People who, at times, make Him want to retch or cry or rage or slink off into a corner. Were I Mother Teresa or Brother Andrew, or Jim Elliot, the Holy Spirit would have the cushy job. But He has to live in my bad days as well as my good. He has to deal on a day-to-day basis with that most annoying aspect of the equation: free will. The Holy Spirit may just have the worst job of all, living in disobedient, backslidden Christians who don’t give a rap about Him. Let me not be the person who makes the Holy Spirit wish He were Jesus or the Father…
Because God keeps his promises. And He promised to live inside those who would ask. One can die but one can not be unborn.
The Father. Not just the Principal Of-the-Old-Testament. I fear He is often misunderstood. Feminists like to call God “she” and get worked up over the imagery, but the imagery is a signpost or– if you’ll open up to it– a bludgeon for a hard heart.
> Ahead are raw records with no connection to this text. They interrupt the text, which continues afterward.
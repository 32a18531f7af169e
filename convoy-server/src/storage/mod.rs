//! Storage collaborator
//!
//! The queue is authoritative for live job state; storage keeps the durable
//! record (jobs, execution states, log lines, artifacts). Every write is
//! idempotent so that callers may retry.

mod memory;
mod postgres;

pub use memory::MemoryStorage;
pub use postgres::PgStorage;

use async_trait::async_trait;
use convoy_core::domain::artifact::Artifact;
use convoy_core::domain::job::Job;
use convoy_core::domain::log::LogLine;
use convoy_core::domain::state::ExecutionState;
use thiserror::Error;
use uuid::Uuid;

#[derive(Debug, Error)]
pub enum StorageError {
    #[error("database error: {0}")]
    Database(#[from] sqlx::Error),

    #[error("serialization error: {0}")]
    Serialization(#[from] serde_json::Error),
}

#[async_trait]
pub trait Storage: Send + Sync {
    /// Inserts or replaces the job record
    async fn persist_job(&self, job: &Job) -> Result<(), StorageError>;

    async fn persist_execution_state(
        &self,
        job_id: Uuid,
        state: &ExecutionState,
    ) -> Result<(), StorageError>;

    /// Appends log lines; lines already stored (same step and number) are kept
    async fn persist_log_lines(&self, job_id: Uuid, lines: &[LogLine])
    -> Result<(), StorageError>;

    /// Stores an artifact; the first upload for a step wins
    async fn persist_artifact(&self, artifact: &Artifact, data: &[u8])
    -> Result<(), StorageError>;

    /// Drops the log lines and artifacts of a job, used before it is
    /// delivered again so a new run starts from an empty record
    async fn discard_output(&self, job_id: Uuid) -> Result<(), StorageError>;

    /// Stored copy of a job
    async fn find_job(&self, id: Uuid) -> Result<Option<Job>, StorageError>;

    /// Log lines of a job ordered by step then number
    async fn logs(&self, job_id: Uuid) -> Result<Vec<LogLine>, StorageError>;

    async fn artifacts(&self, job_id: Uuid) -> Result<Vec<Artifact>, StorageError>;

    async fn artifact_data(
        &self,
        job_id: Uuid,
        step: &str,
    ) -> Result<Option<(Artifact, Vec<u8>)>, StorageError>;

    /// Jobs that had not reached a terminal state, used to refill the queue
    /// on startup
    async fn incomplete_jobs(&self) -> Result<Vec<Job>, StorageError>;
}
use convoy_core::domain::job::Job;
use convoy_core::domain::pipeline::{PipelineError, Step};
use convoy_core::domain::state::exit_code;
use std::collections::HashMap;
use std::path::Path;
use std::sync::Arc;
use thiserror::Error;
use tokio::sync::mpsc;
use tokio::task::{JoinError, JoinSet};
use tokio::time::Instant;
use tokio_util::sync::CancellationToken;
use tracing::{debug, info, warn};

use crate::engine::{ContainerEngine, EngineError, StepExit};
use crate::reporter::{Reporter, StepStream};

const OUTPUT_BUFFER: usize = 256;

#[derive(Debug, Clone, Copy, PartialEq, Eq)]
pub enum StepState {
    Waiting,
    Running,
    Success,
    Failed(i32),
    Skipped,
}

impl StepState {
    fn is_done(&self) -> bool {
        !matches!(self, StepState::Waiting | StepState::Running)
    }
}

/// How the pipeline as a whole ended
#[derive(Debug, Clone, Copy, PartialEq, Eq)]
pub enum PipelineOutcome {
    /// All steps ran to an end; the code of the first failed step, or 0
    Exited(i32),
    OutOfMemory,
    /// Stopped from outside (cancel, timeout, lease loss)
    Aborted,
}

#[derive(Debug)]
pub struct Execution {
    pub outcome: PipelineOutcome,
    pub steps: Vec<(String, StepState)>,
}

impl Execution {
    pub fn state_of(&self, step: &str) -> Option<StepState> {
        self.steps
            .iter()
            .find(|(name, _)| name == step)
            .map(|(_, state)| *state)
    }
}

#[derive(Debug, Error)]
pub enum ExecutorError {
    #[error(transparent)]
    InvalidPipeline(#[from] PipelineError),

    #[error("workspace setup failed: {0}")]
    Setup(#[source] EngineError),

    #[error("step '{step}' could not run: {source}")]
    Step {
        step: String,
        #[source]
        source: EngineError,
    },

    #[error("step task failed: {0}")]
    Join(#[from] JoinError),
}

struct StepRun {
    exit: StepExit,
    inactive: bool,
}

pub struct Executor {
    engine: Arc<dyn ContainerEngine>,
    agent_id: String,
}

impl Executor {
    pub fn new(engine: Arc<dyn ContainerEngine>, agent_id: impl Into<String>) -> Self {
        Self {
            engine,
            agent_id: agent_id.into(),
        }
    }

    /// Runs every step of the job's pipeline
    ///
    /// Firing `abort` kills running steps, skips waiting ones and returns
    /// [`PipelineOutcome::Aborted`]. The workspace is torn down in all cases.
    pub async fn run(
        &self,
        job: Arc<Job>,
        reporter: &Reporter,
        abort: &CancellationToken,
    ) -> Result<Execution, ExecutorError> {
        job.pipeline.validate()?;

        let result = match self.engine.setup(&job).await {
            Ok(()) => self.run_steps(&job, reporter, abort).await,
            Err(e) => Err(ExecutorError::Setup(e)),
        };

        if let Err(e) = self.engine.teardown(&job).await {
            warn!(job_id = %job.id, "Failed to tear down job: {}", e);
        }
        result
    }

    async fn run_steps(
        &self,
        job: &Arc<Job>,
        reporter: &Reporter,
        abort: &CancellationToken,
    ) -> Result<Execution, ExecutorError> {
        let steps = &job.pipeline.steps;
        let deps = job.pipeline.dependencies();
        let order = job.pipeline.topological_order()?;

        let mut states = vec![StepState::Waiting; steps.len()];
        // A failure upstream, carried through always-run steps
        let mut tainted = vec![false; steps.len()];
        let mut skip_rest = false;
        let mut oom = false;

        let halt = abort.child_token();
        let mut running: JoinSet<(usize, Result<StepRun, EngineError>)> = JoinSet::new();

        loop {
            if abort.is_cancelled() {
                break;
            }

            for &i in &order {
                if states[i] != StepState::Waiting || !deps[i].iter().all(|&d| states[d].is_done())
                {
                    continue;
                }

                let step = &steps[i];
                tainted[i] = deps[i].iter().any(|&d| {
                    tainted[d]
                        || match states[d] {
                            StepState::Skipped => true,
                            StepState::Failed(_) => !steps[d].ignore_failure,
                            _ => false,
                        }
                });

                if (tainted[i] || skip_rest) && !step.always_run {
                    info!(job_id = %job.id, "Skipping step '{}'", step.name);
                    states[i] = StepState::Skipped;
                    continue;
                }

                info!(job_id = %job.id, "Starting step '{}'", step.name);
                states[i] = StepState::Running;

                let env = self.environment(job, i, job_failed(&states, steps));
                let stream = reporter.stream(&step.name);
                let kill = halt.child_token();
                let engine = self.engine.clone();
                let job = job.clone();
                running.spawn(async move {
                    let result = run_step(engine, job, i, env, stream, kill).await;
                    (i, result)
                });
            }

            if running.is_empty() {
                break;
            }

            let joined = tokio::select! {
                biased;
                _ = abort.cancelled() => break,
                joined = running.join_next() => joined,
            };
            let Some(joined) = joined else { break };

            let (i, result) = match joined {
                Ok(done) => done,
                Err(e) => {
                    halt.cancel();
                    while running.join_next().await.is_some() {}
                    return Err(e.into());
                }
            };
            let step = &steps[i];

            let run = match result {
                Ok(run) => run,
                Err(source) => {
                    halt.cancel();
                    while running.join_next().await.is_some() {}
                    return Err(ExecutorError::Step {
                        step: step.name.clone(),
                        source,
                    });
                }
            };

            states[i] = if run.inactive {
                StepState::Failed(exit_code::INACTIVE)
            } else if run.exit.oom_killed {
                if !step.ignore_failure {
                    oom = true;
                }
                StepState::Failed(run.exit.code)
            } else {
                match run.exit.code {
                    exit_code::SUCCESS => StepState::Success,
                    exit_code::SKIP => {
                        info!(job_id = %job.id, "Step '{}' requested skipping the remaining steps", step.name);
                        skip_rest = true;
                        StepState::Success
                    }
                    code => StepState::Failed(code),
                }
            };
            debug!(job_id = %job.id, "Step '{}' finished: {:?}", step.name, states[i]);

            if !run.inactive && !run.exit.oom_killed && !abort.is_cancelled() {
                self.collect_artifact(job, step, reporter).await;
            }
        }

        if abort.is_cancelled() {
            info!(job_id = %job.id, "Pipeline aborted");
            while let Some(joined) = running.join_next().await {
                if let Ok((i, _)) = joined {
                    states[i] = StepState::Failed(exit_code::KILLED);
                }
            }
            for state in states.iter_mut() {
                if *state == StepState::Waiting {
                    *state = StepState::Skipped;
                }
            }
            return Ok(summary(steps, states, PipelineOutcome::Aborted));
        }

        let outcome = if oom {
            PipelineOutcome::OutOfMemory
        } else {
            let code = order
                .iter()
                .find_map(|&i| match states[i] {
                    StepState::Failed(code) if !steps[i].ignore_failure => Some(code),
                    _ => None,
                })
                .unwrap_or(exit_code::SUCCESS);
            PipelineOutcome::Exited(code)
        };
        Ok(summary(steps, states, outcome))
    }

    /// Variables visible to a step; built-ins cannot be overridden
    fn environment(&self, job: &Job, index: usize, failed: bool) -> HashMap<String, String> {
        let step = &job.pipeline.steps[index];

        let mut env = job.environment.clone();
        env.extend(step.environment.clone());
        env.extend(
            job.secrets
                .iter()
                .map(|s| (s.name.clone(), s.value.clone())),
        );

        let status = if failed { "failure" } else { "success" };
        for (key, value) in [
            ("CI", "true".to_string()),
            ("CONVOY_JOB_ID", job.id.to_string()),
            ("CONVOY_BUILD_ID", job.build_id.to_string()),
            ("CONVOY_PIPELINE", job.pipeline.name.clone()),
            ("CONVOY_STEP_NAME", step.name.clone()),
            ("CONVOY_STEP_NUMBER", (index + 1).to_string()),
            ("CONVOY_AGENT", self.agent_id.clone()),
            ("CONVOY_JOB_STATUS", status.to_string()),
        ] {
            env.insert(key.to_string(), value);
        }
        env
    }

    async fn collect_artifact(&self, job: &Job, step: &Step, reporter: &Reporter) {
        let Some(spec) = &step.artifact else { return };

        match self.engine.read_artifact(job, &spec.path).await {
            Ok(data) => {
                let name = Path::new(&spec.path)
                    .file_name()
                    .map(|n| n.to_string_lossy().to_string())
                    .unwrap_or_else(|| spec.path.clone());
                reporter.upload_artifact(&step.name, &name, &spec.mime, data);
            }
            Err(e) => warn!(
                job_id = %job.id,
                "Step '{}' produced no artifact at '{}': {}",
                step.name,
                spec.path,
                e
            ),
        }
    }
}

/// True once a step that counts has failed
fn job_failed(states: &[StepState], steps: &[Step]) -> bool {
    states
        .iter()
        .zip(steps)
        .any(|(state, step)| matches!(state, StepState::Failed(_)) && !step.ignore_failure)
}

fn summary(steps: &[Step], states: Vec<StepState>, outcome: PipelineOutcome) -> Execution {
    Execution {
        outcome,
        steps: steps.iter().map(|s| s.name.clone()).zip(states).collect(),
    }
}

/// Runs one step, forwarding its output and enforcing the inactivity limit
async fn run_step(
    engine: Arc<dyn ContainerEngine>,
    job: Arc<Job>,
    index: usize,
    env: HashMap<String, String>,
    stream: StepStream,
    kill: CancellationToken,
) -> Result<StepRun, EngineError> {
    let step = &job.pipeline.steps[index];
    let inactivity = job.inactivity();
    let watchdog = !inactivity.is_zero();

    let (tx, mut rx) = mpsc::channel(OUTPUT_BUFFER);
    let run = engine.run_step(&job, step, &env, tx, kill.clone());
    tokio::pin!(run);

    let mut deadline = Instant::now() + inactivity;
    let mut inactive = false;

    let exit = loop {
        tokio::select! {
            exit = &mut run => break exit?,
            Some(line) = rx.recv() => {
                deadline = Instant::now() + inactivity;
                stream.send(line);
            }
            _ = tokio::time::sleep_until(deadline), if watchdog && !inactive => {
                warn!(
                    job_id = %job.id,
                    "Step '{}' produced no output for {:?}, killing it",
                    step.name,
                    inactivity
                );
                inactive = true;
                kill.cancel();
            }
        }
    };

    while let Ok(line) = rx.try_recv() {
        stream.send(line);
    }

    Ok(StepRun { exit, inactive })
}
//! Repository Module
//!
//! Data access layer backing [`crate::storage::PgStorage`].
//! Each repository handles database operations for a specific entity.

pub mod artifact;
pub mod job;
pub mod log;

pub use artifact as artifact_repository;
pub use job as job_repository;
pub use log as log_repository;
Think of your child. Now think– your neighbor’s kid needs a heart transplant. So the Father-God response is to put your son on the operating table– no anesthesia– and have his heart cut out. The Father-God gives His son because someone has to pay the price for the wayward listing of humanity. Someone perfect. The Father surely would have preferred it be Him rather than His son, just as we would step in front of any bullet heading for our children. We would step with gladness.
The imagery of God the father sacrificing Jesus His son should punch us in the gut and double us over forever if we consider it for more than a nanosecond, if we let it in. Most of us don’t. We figure it was somehow easy for God to sacrifice His son because… well, He’s God. Everything is easy when you’re the captain, right? Does experience ever teach us that power and responsibility equals easy? Our debut and ensuing serpentine crawl through the parental battlefield teaches exactly the opposite: no love equals that of a parent for his child, and nothing is easy about the lordship of one’s own castle.
Now see God that way. Giving the gift of Jesus wasn’t easy.
The sorrow of Memorial Day could be a tsunami if we stop chewing our hotdogs for a reverent moment. Yes, and the sorrow of God the father at what He
had chose to do– that should wipe us out. But too often we mourn like car salesmen, that it’s raining on our big sales day.
Mourn the downside of being a soldier this Memorial Day.
Mourn today and every day hereafter, the downside of being God. If you dare.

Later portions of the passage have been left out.